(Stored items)
━━━━━━━━
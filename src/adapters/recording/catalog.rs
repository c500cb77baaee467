//! Recording adapter for the `MusicCatalog` port.

use std::sync::{Arc, Mutex};

use serde::Serialize;

use super::record_result;
use crate::cassette::recorder::CassetteRecorder;
use crate::models::PlaylistSpec;
use crate::ports::{CatalogFuture, CatalogTrack, CreatedPlaylist, MusicCatalog, TrackQuery};

/// Records catalog interactions while delegating to an inner implementation.
pub struct RecordingCatalog {
    inner: Box<dyn MusicCatalog>,
    recorder: Arc<Mutex<CassetteRecorder>>,
}

impl RecordingCatalog {
    /// Creates a new recording catalog wrapping the given implementation.
    pub fn new(inner: Box<dyn MusicCatalog>, recorder: Arc<Mutex<CassetteRecorder>>) -> Self {
        Self { inner, recorder }
    }
}

#[derive(Serialize)]
struct CreatePlaylistInput {
    user_id: String,
    spec: PlaylistSpec,
}

#[derive(Serialize)]
struct AddTracksInput {
    playlist_id: String,
    track_ids: Vec<String>,
}

impl MusicCatalog for RecordingCatalog {
    fn current_user(&self) -> CatalogFuture<'_, String> {
        Box::pin(async move {
            let result = self.inner.current_user().await;
            record_result(&self.recorder, "catalog", "current_user", &(), &result);
            result
        })
    }

    fn search_tracks(&self, query: &TrackQuery) -> CatalogFuture<'_, Vec<CatalogTrack>> {
        let query = query.clone();

        Box::pin(async move {
            let result = self.inner.search_tracks(&query).await;
            record_result(&self.recorder, "catalog", "search_tracks", &query, &result);
            result
        })
    }

    fn create_playlist(
        &self,
        user_id: &str,
        spec: &PlaylistSpec,
    ) -> CatalogFuture<'_, CreatedPlaylist> {
        let input = CreatePlaylistInput { user_id: user_id.to_string(), spec: spec.clone() };

        Box::pin(async move {
            let result = self.inner.create_playlist(&input.user_id, &input.spec).await;
            record_result(&self.recorder, "catalog", "create_playlist", &input, &result);
            result
        })
    }

    fn add_tracks(&self, playlist_id: &str, track_ids: &[String]) -> CatalogFuture<'_, ()> {
        let input =
            AddTracksInput { playlist_id: playlist_id.to_string(), track_ids: track_ids.to_vec() };

        Box::pin(async move {
            let result = self.inner.add_tracks(&input.playlist_id, &input.track_ids).await;
            record_result(&self.recorder, "catalog", "add_tracks", &input, &result);
            result
        })
    }
}
//! Replaying adapter for the `MusicCatalog` port.

use std::sync::{Arc, Mutex};

use super::{matching_output, next_output, replay_result};
use crate::cassette::replayer::CassetteReplayer;
use crate::models::PlaylistSpec;
use crate::ports::{CatalogFuture, CatalogTrack, CreatedPlaylist, MusicCatalog, TrackQuery};

/// Serves recorded catalog responses from a cassette.
///
/// Searches are paired with their recording by query, so concurrent searches
/// may replay in any order. Other calls are served in recorded order.
pub struct ReplayingCatalog {
    replayer: Option<Arc<Mutex<CassetteReplayer>>>,
}

impl ReplayingCatalog {
    /// Create a replaying catalog backed by the given replayer.
    #[must_use]
    pub fn new(replayer: Arc<Mutex<CassetteReplayer>>) -> Self {
        Self { replayer: Some(replayer) }
    }

    /// Create a replaying catalog with no cassette. Panics when called.
    #[must_use]
    pub fn unconfigured() -> Self {
        Self { replayer: None }
    }

    fn output(&self, method: &str) -> serde_json::Value {
        next_output(self.replayer.as_ref(), "catalog", method)
    }
}

impl MusicCatalog for ReplayingCatalog {
    fn current_user(&self) -> CatalogFuture<'_, String> {
        let output = self.output("current_user");
        Box::pin(async move { replay_result(output) })
    }

    fn search_tracks(&self, query: &TrackQuery) -> CatalogFuture<'_, Vec<CatalogTrack>> {
        let input = serde_json::to_value(query).unwrap_or_default();
        let output = matching_output(self.replayer.as_ref(), "catalog", "search_tracks", &input);
        Box::pin(async move { replay_result(output) })
    }

    fn create_playlist(
        &self,
        _user_id: &str,
        _spec: &PlaylistSpec,
    ) -> CatalogFuture<'_, CreatedPlaylist> {
        let output = self.output("create_playlist");
        Box::pin(async move { replay_result(output) })
    }

    fn add_tracks(&self, _playlist_id: &str, _track_ids: &[String]) -> CatalogFuture<'_, ()> {
        let output = self.output("add_tracks");
        Box::pin(async move { replay_result(output) })
    }
}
━━━━━━━━
What you have to do: Beginning with the line above that contains "use super::record_result;", copy each line exactly up to and including the line that contains "the given implementation.", and go no further.

Task answer:
use super::record_result;
use crate::cassette::recorder::CassetteRecorder;
use crate::models::PlaylistSpec;
use crate::ports::{CatalogFuture, CatalogTrack, CreatedPlaylist, MusicCatalog, TrackQuery};

/// Records catalog interactions while delegating to an inner implementation.
pub struct RecordingCatalog {
    inner: Box<dyn MusicCatalog>,
    recorder: Arc<Mutex<CassetteRecorder>>,
}

impl RecordingCatalog {
    /// Creates a new recording catalog wrapping the given implementation.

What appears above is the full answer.